> [TO DO]: Each line containing the word "ends" must be copied from the material below.

[TASK DATA Boundary: Start]

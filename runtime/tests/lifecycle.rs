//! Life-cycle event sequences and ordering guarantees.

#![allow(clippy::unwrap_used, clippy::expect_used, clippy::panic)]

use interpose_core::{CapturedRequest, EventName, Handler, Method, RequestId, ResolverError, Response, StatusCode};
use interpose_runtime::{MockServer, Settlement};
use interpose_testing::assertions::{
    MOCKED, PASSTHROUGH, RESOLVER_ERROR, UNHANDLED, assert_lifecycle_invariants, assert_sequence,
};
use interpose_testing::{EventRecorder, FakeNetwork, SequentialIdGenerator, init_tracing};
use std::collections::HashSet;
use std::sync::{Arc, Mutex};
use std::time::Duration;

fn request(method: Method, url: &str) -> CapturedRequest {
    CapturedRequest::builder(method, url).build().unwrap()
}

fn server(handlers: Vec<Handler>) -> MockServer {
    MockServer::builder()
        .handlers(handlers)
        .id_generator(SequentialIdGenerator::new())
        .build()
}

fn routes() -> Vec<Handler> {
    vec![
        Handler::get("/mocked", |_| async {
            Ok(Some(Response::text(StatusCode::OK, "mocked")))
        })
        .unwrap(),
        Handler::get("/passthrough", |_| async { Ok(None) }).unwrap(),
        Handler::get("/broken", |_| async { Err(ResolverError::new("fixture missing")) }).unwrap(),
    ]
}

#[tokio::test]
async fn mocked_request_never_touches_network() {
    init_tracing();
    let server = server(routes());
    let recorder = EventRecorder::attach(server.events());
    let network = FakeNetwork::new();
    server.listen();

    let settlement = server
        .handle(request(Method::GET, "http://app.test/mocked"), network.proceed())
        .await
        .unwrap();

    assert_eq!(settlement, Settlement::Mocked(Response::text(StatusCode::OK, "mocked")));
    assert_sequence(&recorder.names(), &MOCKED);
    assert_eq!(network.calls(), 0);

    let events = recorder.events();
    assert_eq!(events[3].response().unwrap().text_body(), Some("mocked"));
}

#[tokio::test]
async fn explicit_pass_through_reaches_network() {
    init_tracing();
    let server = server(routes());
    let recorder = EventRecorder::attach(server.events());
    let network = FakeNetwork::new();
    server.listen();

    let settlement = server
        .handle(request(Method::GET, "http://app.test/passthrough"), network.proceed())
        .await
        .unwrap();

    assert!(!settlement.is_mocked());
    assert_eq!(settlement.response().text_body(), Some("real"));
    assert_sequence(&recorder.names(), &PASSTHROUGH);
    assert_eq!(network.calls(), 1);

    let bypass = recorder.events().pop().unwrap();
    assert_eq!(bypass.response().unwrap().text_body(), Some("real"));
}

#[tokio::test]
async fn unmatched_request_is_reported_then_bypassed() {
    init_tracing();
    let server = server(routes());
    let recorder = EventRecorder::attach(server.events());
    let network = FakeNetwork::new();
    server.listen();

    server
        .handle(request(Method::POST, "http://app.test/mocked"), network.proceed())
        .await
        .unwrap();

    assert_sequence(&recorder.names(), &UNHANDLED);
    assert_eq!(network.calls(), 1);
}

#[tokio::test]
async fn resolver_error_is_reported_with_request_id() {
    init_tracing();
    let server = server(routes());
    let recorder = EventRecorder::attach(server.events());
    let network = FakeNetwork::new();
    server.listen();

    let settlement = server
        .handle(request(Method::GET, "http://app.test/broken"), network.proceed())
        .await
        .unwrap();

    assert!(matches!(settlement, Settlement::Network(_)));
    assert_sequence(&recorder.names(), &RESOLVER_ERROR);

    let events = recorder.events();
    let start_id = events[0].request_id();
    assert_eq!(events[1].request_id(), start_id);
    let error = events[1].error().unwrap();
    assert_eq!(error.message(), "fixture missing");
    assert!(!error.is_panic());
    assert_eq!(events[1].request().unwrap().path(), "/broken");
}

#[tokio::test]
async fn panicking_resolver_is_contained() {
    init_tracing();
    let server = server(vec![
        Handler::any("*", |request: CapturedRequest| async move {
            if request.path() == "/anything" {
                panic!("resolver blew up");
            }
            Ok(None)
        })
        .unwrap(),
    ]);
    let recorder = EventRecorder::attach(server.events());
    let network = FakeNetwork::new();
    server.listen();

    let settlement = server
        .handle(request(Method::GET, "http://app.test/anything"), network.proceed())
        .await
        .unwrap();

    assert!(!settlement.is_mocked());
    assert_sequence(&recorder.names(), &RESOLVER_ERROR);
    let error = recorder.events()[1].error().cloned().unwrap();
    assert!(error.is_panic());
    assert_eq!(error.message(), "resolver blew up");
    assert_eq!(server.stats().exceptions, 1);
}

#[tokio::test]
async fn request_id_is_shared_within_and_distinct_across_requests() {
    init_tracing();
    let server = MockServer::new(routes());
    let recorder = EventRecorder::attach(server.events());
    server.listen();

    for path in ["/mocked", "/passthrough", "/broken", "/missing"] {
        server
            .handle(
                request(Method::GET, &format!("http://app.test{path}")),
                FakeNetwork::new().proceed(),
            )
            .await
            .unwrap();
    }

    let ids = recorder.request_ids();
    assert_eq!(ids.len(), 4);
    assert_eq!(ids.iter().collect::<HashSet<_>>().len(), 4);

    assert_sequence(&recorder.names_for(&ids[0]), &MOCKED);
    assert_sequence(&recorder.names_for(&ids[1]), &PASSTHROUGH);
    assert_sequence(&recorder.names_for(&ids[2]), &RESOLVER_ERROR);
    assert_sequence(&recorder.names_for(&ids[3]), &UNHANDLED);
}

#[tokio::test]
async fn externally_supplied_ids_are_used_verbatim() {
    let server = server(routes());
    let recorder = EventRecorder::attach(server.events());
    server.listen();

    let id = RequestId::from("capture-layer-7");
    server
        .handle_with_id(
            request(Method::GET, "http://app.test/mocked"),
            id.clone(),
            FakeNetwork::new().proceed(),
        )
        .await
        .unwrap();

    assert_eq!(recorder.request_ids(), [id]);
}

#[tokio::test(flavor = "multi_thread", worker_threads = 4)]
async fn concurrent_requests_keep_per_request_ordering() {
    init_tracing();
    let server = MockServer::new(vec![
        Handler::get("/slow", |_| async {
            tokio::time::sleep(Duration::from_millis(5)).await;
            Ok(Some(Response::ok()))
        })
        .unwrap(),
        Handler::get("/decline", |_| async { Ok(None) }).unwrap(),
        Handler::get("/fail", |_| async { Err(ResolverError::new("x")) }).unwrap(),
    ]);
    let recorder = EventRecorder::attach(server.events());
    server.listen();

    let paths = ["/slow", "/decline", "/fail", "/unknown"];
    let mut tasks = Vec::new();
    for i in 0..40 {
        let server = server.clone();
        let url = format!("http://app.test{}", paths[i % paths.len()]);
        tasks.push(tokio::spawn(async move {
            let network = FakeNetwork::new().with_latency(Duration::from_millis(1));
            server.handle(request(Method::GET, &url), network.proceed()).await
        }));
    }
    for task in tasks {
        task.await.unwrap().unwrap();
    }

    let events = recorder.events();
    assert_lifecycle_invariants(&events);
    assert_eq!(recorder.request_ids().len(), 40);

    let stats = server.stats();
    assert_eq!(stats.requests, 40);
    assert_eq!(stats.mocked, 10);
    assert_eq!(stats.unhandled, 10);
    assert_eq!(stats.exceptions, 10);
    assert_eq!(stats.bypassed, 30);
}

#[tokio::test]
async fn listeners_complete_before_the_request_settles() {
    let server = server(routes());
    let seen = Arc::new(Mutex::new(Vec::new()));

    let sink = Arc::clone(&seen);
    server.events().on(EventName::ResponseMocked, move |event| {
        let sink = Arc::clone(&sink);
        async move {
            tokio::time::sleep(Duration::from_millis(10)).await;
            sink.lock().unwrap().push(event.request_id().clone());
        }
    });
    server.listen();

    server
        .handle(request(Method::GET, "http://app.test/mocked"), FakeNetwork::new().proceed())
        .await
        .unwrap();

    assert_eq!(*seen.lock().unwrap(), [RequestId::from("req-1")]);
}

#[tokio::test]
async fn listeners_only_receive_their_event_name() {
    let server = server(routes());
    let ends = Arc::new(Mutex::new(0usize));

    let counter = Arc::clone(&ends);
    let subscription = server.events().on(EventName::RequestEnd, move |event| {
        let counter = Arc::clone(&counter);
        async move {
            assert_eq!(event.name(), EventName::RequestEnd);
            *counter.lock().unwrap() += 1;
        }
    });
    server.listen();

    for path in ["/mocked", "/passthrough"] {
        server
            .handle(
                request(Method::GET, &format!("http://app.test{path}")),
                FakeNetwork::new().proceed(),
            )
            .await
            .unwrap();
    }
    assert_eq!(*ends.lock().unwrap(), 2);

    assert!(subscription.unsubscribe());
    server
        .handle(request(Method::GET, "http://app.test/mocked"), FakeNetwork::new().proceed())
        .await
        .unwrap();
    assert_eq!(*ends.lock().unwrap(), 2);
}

[TASK DATA Boundary: End]

> [SOLUTION TO THE PROBLEM]:
    let ends = Arc::new(Mutex::new(0usize));
    let counter = Arc::clone(&ends);
    assert_eq!(*ends.lock().unwrap(), 2);
    assert_eq!(*ends.lock().unwrap(), 2);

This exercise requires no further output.